The Minneapolis–Saint Paul metropolitan area fine art museums include the Minneapolis Institute of Art, the Walker Art Center, the Frederick R. Weisman Art Museum, Minnesota Museum of American Art and The Museum of Russian Art. Other museums include American Swedish Institute, Science Museum of Minnesota, Minnesota Children's Museum, Bell Museum (natural history and planetarium) and The Bakken Museum (science and technology). The Minnesota Orchestra and the Saint Paul Chamber Orchestra are full-time professional musical ensembles. The Guthrie Theater is a world-class regional theater overlooking the Mississippi River. The Minnesota Fringe Festival is an annual celebration of theatre, dance, improvisation, puppetry, kids' shows, visual art, and musicals.

The Twin Cities is also the home of Minnesota Public Radio (MPR), the nation's second-largest public radio station.
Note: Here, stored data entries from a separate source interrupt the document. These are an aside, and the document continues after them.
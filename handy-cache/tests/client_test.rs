//! Cache client behavior over the in-process store

mod common;

use handy_cache::{CacheError, DEFAULT_RETAINED, Identity, KeyScanner, Lookup, StoreInfo};
use serde::{Deserialize, Serialize};
use std::collections::{BTreeMap, HashSet};
use std::time::Duration;

#[derive(Debug, Clone, PartialEq, Serialize, Deserialize)]
struct Basket {
    owner: String,
    items: Vec<String>,
    totals: BTreeMap<String, f64>,
}

fn basket() -> Basket {
    Basket {
        owner: "bob".to_string(),
        items: vec!["apple".to_string(), "pear".to_string()],
        totals: BTreeMap::from([("eur".to_string(), 4.5), ("usd".to_string(), 4.9)]),
    }
}

#[tokio::test]
async fn test_set_get_roundtrip() {
    let cache = common::setup_memory_client();
    let bob = Identity::user("bob");

    assert!(cache.set(&bob, "basket", &basket()).await.is_done());

    let lookup: Lookup<Basket> = cache.get(&bob, "basket").await;
    assert_eq!(lookup.into_option(), Some(basket()));
}

#[tokio::test]
async fn test_missing_key_is_miss() {
    let cache = common::setup_memory_client();
    let lookup: Lookup<String> = cache.get(&Identity::user("bob"), "nothing").await;
    assert!(matches!(lookup, Lookup::Miss));
}

#[tokio::test]
async fn test_keys_scoped_per_user() {
    let cache = common::setup_memory_client();
    let bob = Identity::user("bob");
    let alice = Identity::user("alice");

    let _ = cache.set(&bob, "cart", "bob's").await;
    let _ = cache.set(&alice, "cart", "alice's").await;

    assert_eq!(
        cache.get::<String>(&bob, "cart").await.into_option().as_deref(),
        Some("bob's")
    );
    assert_eq!(
        cache.get::<String>(&alice, "cart").await.into_option().as_deref(),
        Some("alice's")
    );
    assert_eq!(
        cache.store().keys(),
        vec!["user_alice_cart".to_string(), "user_bob_cart".to_string()]
    );
}

#[tokio::test]
async fn test_marker_keys_shared() {
    let cache = common::setup_memory_client();
    let key = "menu_noUserData_";

    let _ = cache.set(&Identity::user("bob"), key, &vec![1, 2, 3]).await;

    let seen: Option<Vec<i32>> = cache.get(&Identity::user("alice"), key).await.into_option();
    assert_eq!(seen, Some(vec![1, 2, 3]));
    assert_eq!(cache.store().keys(), vec![key.to_string()]);
}

#[tokio::test]
async fn test_anonymous_and_empty_username_unscoped() {
    let cache = common::setup_memory_client();

    let _ = cache.set(&Identity::anonymous(), "motd", "hello").await;
    let _ = cache.set(&Identity::user(""), "banner", "hi").await;

    assert_eq!(
        cache.store().keys(),
        vec!["banner".to_string(), "motd".to_string()]
    );
}

#[tokio::test]
async fn test_disabled_gate_never_touches_store() {
    let cache = common::setup_disabled_client();
    let bob = Identity::user("bob");

    let write = cache.set(&bob, "cart", "apple").await;
    assert!(matches!(write.reason(), Some(CacheError::FeatureDisabled)));

    let read: Lookup<String> = cache.get(&bob, "cart").await;
    assert!(matches!(read.reason(), Some(CacheError::FeatureDisabled)));
    assert!(!cache.get_ttl(&bob, "cart").await.is_hit());
    assert!(!cache.exists("user_bob_cart").await.unwrap_or(false));
    assert_eq!(cache.delete_keys(&bob, "cart", true).await.unwrap_or(0), 0);
    assert_eq!(cache.delete_all_except("x").await.unwrap_or(0), 0);
    assert!(cache.info().await.unwrap_or_default().is_empty());
    assert!(!cache.flush().await.is_done());
    assert!(!cache.ping().await.is_done());

    assert!(cache.store().is_empty());
    let stats = cache.store().stats();
    assert_eq!(stats.gets + stats.sets + stats.scans, 0);
}

#[tokio::test]
async fn test_zero_ttl_is_noop() {
    let cache = common::setup_memory_client();
    let bob = Identity::user("bob");

    let write = cache.set_with_ttl(&bob, "cart", "apple", 0).await;
    assert!(matches!(write.reason(), Some(CacheError::InvalidArgument(_))));

    assert!(!cache.get::<String>(&bob, "cart").await.is_hit());
    assert!(cache.store().is_empty());
    assert_eq!(cache.store().stats().sets, 0);
}

#[tokio::test]
async fn test_unrepresentable_ttl_degrades() {
    let cache = common::setup_memory_client();
    let anon = Identity::anonymous();

    let write = cache.set_with_ttl(&anon, "k", "v", u64::MAX).await;
    assert!(matches!(write.reason(), Some(CacheError::Store(_))));

    assert!(!cache.get::<String>(&anon, "k").await.is_hit());
    assert!(cache.store().is_empty());
}

#[tokio::test]
async fn test_default_ttl_applied() {
    let cache = common::setup_memory_client();
    let bob = Identity::user("bob");

    let _ = cache.set(&bob, "cart", "apple").await;

    let ttl = cache.get_ttl(&bob, "cart").await.into_option().unwrap();
    assert!(ttl <= Duration::from_secs(21_600));
    assert!(ttl >= Duration::from_secs(21_590));
    assert_eq!(cache.default_ttl(), Duration::from_secs(21_600));
}

#[tokio::test]
async fn test_explicit_ttl() {
    let cache = common::setup_memory_client();
    let bob = Identity::user("bob");

    let _ = cache.set_with_ttl(&bob, "otp", &123_456u32, 60).await;

    let ttl = cache.get_ttl(&bob, "otp").await.into_option().unwrap();
    assert!(ttl <= Duration::from_secs(60) && ttl >= Duration::from_secs(59));
}

#[tokio::test]
async fn test_ttl_without_expiry_or_missing_is_miss() {
    let cache = common::setup_memory_client();
    cache.store().set_raw("forever", vec![1, 2, 3], None);

    let anon = Identity::anonymous();
    assert!(matches!(cache.get_ttl(&anon, "forever").await, Lookup::Miss));
    assert!(matches!(cache.get_ttl(&anon, "absent").await, Lookup::Miss));
}

#[tokio::test]
async fn test_entry_expires() {
    let cache = common::setup_memory_client();
    let bob = Identity::user("bob");

    let _ = cache.set_with_ttl(&bob, "flash", "soon gone", 1).await;
    assert!(cache.get::<String>(&bob, "flash").await.is_hit());

    tokio::time::sleep(Duration::from_millis(1100)).await;
    assert!(!cache.get::<String>(&bob, "flash").await.is_hit());
}

#[tokio::test]
async fn test_corrupt_payload_is_not_a_hit() {
    let cache = common::setup_memory_client();
    cache
        .store()
        .set_raw("user_bob_cart", b"definitely not zstd".to_vec(), None);

    let lookup: Lookup<Basket> = cache.get(&Identity::user("bob"), "cart").await;
    assert!(matches!(lookup.reason(), Some(CacheError::CorruptPayload(_))));
    assert!(lookup.into_option().is_none());
}

#[tokio::test]
async fn test_compression_level_independence() {
    let mut cache = common::setup_memory_client();
    let bob = Identity::user("bob");

    cache.set_compress_level(9);
    let _ = cache.set(&bob, "high", &basket()).await;
    cache.set_compress_level(0);
    assert_eq!(cache.get(&bob, "high").await.into_option(), Some(basket()));

    let _ = cache.set(&bob, "low", &basket()).await;
    cache.set_compress_level(9);
    assert_eq!(cache.get(&bob, "low").await.into_option(), Some(basket()));
}

#[tokio::test]
async fn test_exists_uses_key_as_given() {
    let cache = common::setup_memory_client();
    let bob = Identity::user("bob");
    let _ = cache.set(&bob, "cart", "apple").await;

    assert!(!cache.exists("cart").await.unwrap_or(false));
    let effective = cache.effective_key(&bob, "cart");
    assert!(cache.exists(&effective).await.unwrap_or(false));
}

#[tokio::test]
async fn test_delete_single_key() {
    let cache = common::setup_memory_client();
    let bob = Identity::user("bob");
    let _ = cache.set(&bob, "cart", "apple").await;
    let _ = cache.set(&bob, "cart:old", "pear").await;

    assert_eq!(cache.delete_keys(&bob, "cart", false).await.unwrap_or(0), 1);
    assert_eq!(cache.delete_keys(&bob, "cart", false).await.unwrap_or(0), 0);
    assert_eq!(cache.store().keys(), vec!["user_bob_cart:old".to_string()]);
}

#[tokio::test]
async fn test_recursive_delete_stays_in_scope() {
    common::init_tracing();
    let cache = common::setup_memory_client();
    let bob = Identity::user("bob");
    let alice = Identity::user("alice");

    for i in 0..30 {
        let _ = cache.set(&bob, &format!("report:{i}"), &i).await;
    }
    let _ = cache.set(&bob, "profile", "bob").await;
    let _ = cache.set(&alice, "report:1", &1).await;
    cache.store().set_raw("report:shared", vec![1], None);

    let removed = cache.delete_keys(&bob, "report:", true).await.unwrap_or(0);
    assert_eq!(removed, 30);
    assert_eq!(
        cache.store().keys(),
        vec![
            "report:shared".to_string(),
            "user_alice_report:1".to_string(),
            "user_bob_profile".to_string(),
        ]
    );
}

#[tokio::test]
async fn test_recursive_delete_escapes_glob_characters() {
    let cache = common::setup_memory_client();
    let anon = Identity::anonymous();
    cache.store().set_raw("a*:1", vec![1], None);
    cache.store().set_raw("ab:1", vec![1], None);

    assert_eq!(cache.delete_keys(&anon, "a*", true).await.unwrap_or(0), 1);
    assert_eq!(cache.store().keys(), vec!["ab:1".to_string()]);
}

#[tokio::test]
async fn test_delete_all_except_retains_matching() {
    let cache = common::setup_memory_client();
    for key in ["PHPREDIS_SESSION:a", "PHPREDIS_SESSION:b", "menu", "user_bob_cart"] {
        cache.store().set_raw(key, vec![1], None);
    }

    let removed = cache.delete_all_except(DEFAULT_RETAINED).await.unwrap_or(0);
    assert_eq!(removed, 2);
    assert_eq!(
        cache.store().keys(),
        vec![
            "PHPREDIS_SESSION:a".to_string(),
            "PHPREDIS_SESSION:b".to_string()
        ]
    );
}

#[tokio::test]
async fn test_delete_without_prefixes_retains_allowed() {
    let cache = common::setup_memory_client();
    for key in ["a:1", "b:1", "c:1"] {
        cache.store().set_raw(key, vec![1], None);
    }

    let removed = cache.delete_without_prefixes(&["a:", "b:"]).await.unwrap_or(0);
    assert_eq!(removed, 1);
    assert_eq!(cache.store().keys(), vec!["a:1".to_string(), "b:1".to_string()]);
}

#[tokio::test]
async fn test_bulk_delete_over_many_pages() {
    let mut config = handy_cache::CacheConfig::default();
    config.scan_page_size = 16;
    config.delete_batch_size = 5;
    let cache = common::setup_memory_client_with(config);

    for i in 0..500 {
        cache.store().set_raw(&format!("junk:{i}"), vec![1], None);
    }
    for i in 0..10 {
        cache.store().set_raw(&format!("keep:{i}"), vec![1], None);
    }

    let removed = cache.delete_without_prefixes(&["keep:"]).await.unwrap_or(0);
    assert_eq!(removed, 500);
    assert_eq!(cache.store().len(), 10);
    assert!(cache.store().stats().scans >= 500 / 16);
}

#[tokio::test]
async fn test_scan_visits_every_key_once() {
    let cache = common::setup_memory_client();
    for i in 0..250 {
        cache.store().set_raw(&format!("k:{i}"), vec![1], None);
    }

    let mut scanner = KeyScanner::new(cache.store(), "*", 40);
    let mut seen = Vec::new();
    let mut pages = 0;
    while let Some(page) = scanner.next_page().await.unwrap() {
        pages += 1;
        seen.extend(page);
    }

    let unique: HashSet<&String> = seen.iter().collect();
    assert_eq!(seen.len(), 250);
    assert_eq!(unique.len(), 250);
    assert!(pages > 1);
    assert!(scanner.is_finished());
}

#[tokio::test]
async fn test_client_scanner_uses_pattern() {
    let cache = common::setup_memory_client();
    let bob = Identity::user("bob");
    let _ = cache.set(&bob, "a", &1).await;
    let _ = cache.set(&bob, "b", &2).await;
    let _ = cache.set(&Identity::user("alice"), "a", &3).await;

    let mut keys = cache.scanner("user_bob_*").collect_all().await.unwrap();
    keys.sort();
    assert_eq!(keys, vec!["user_bob_a".to_string(), "user_bob_b".to_string()]);
}

#[tokio::test]
async fn test_offline_store_degrades() {
    common::init_tracing();
    let cache = common::setup_memory_client();
    let bob = Identity::user("bob");
    let _ = cache.set(&bob, "cart", "apple").await;
    cache.store().set_offline(true);

    let read: Lookup<String> = cache.get(&bob, "cart").await;
    assert!(read.reason().is_some_and(CacheError::is_connection_error));
    assert!(!cache.set(&bob, "cart", "pear").await.is_done());
    assert!(!cache.exists("user_bob_cart").await.unwrap_or(false));
    assert_eq!(cache.info().await.unwrap_or_default(), StoreInfo::default());
    assert!(!cache.ping().await.is_done());

    cache.store().set_offline(false);
    assert_eq!(
        cache.get::<String>(&bob, "cart").await.into_option().as_deref(),
        Some("apple")
    );
}

#[tokio::test]
async fn test_info_and_flush() {
    let cache = common::setup_memory_client();
    let bob = Identity::user("bob");
    for key in ["a", "b", "c"] {
        let _ = cache.set(&bob, key, key).await;
    }

    let info = cache.info().await.unwrap_or_default();
    assert_eq!(info.keyspace_keys(0), Some(3));
    assert_eq!(info.get("server", "store_mode"), Some("memory"));

    assert!(cache.flush().await.is_done());
    assert!(cache.store().is_empty());
    assert_eq!(cache.info().await.unwrap_or_default().keyspace_keys(0), None);
}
It has both a classical station and a contemporary station, The Current, which plays music from regional and other contemporary artists. The MPR program A Prairie Home Companion, hosted by Minnesota native Garrison Keillor, aired live for many years from the Fitzgerald Theater in Saint Paul. The show ended its run in 2016, with its successor Live from Here also airing from the same venue. This radio program was the basis of the 2006 film A Prairie Home Companion.

The Brave New Workshop Comedy Theater is a sketch and improvisational comedy theater in Minneapolis. It is the nation's oldest comedy theater.

The Current and the Walker Art Center host the annual music festival Rock the Garden, which features nationally recognized and local artists. The festival has been held annually since 2008 and has featured artists such as Lizzo, Hippo Campus, Chance the Rapper, Bon Iver, The Flaming Lips, Wilco and Sonic Youth.

The Basilica of Saint Mary in Minneapolis hosts the annual Basilica Block Party, another music festival, which has featured nationally recognized artists such as Weezer, Andy Grammer, Death Cab for Cutie and Panic! at the Disco. The festival is used as a fundraiser for the restoration of the basilica. The event draws about 25,000 people to the downtown area.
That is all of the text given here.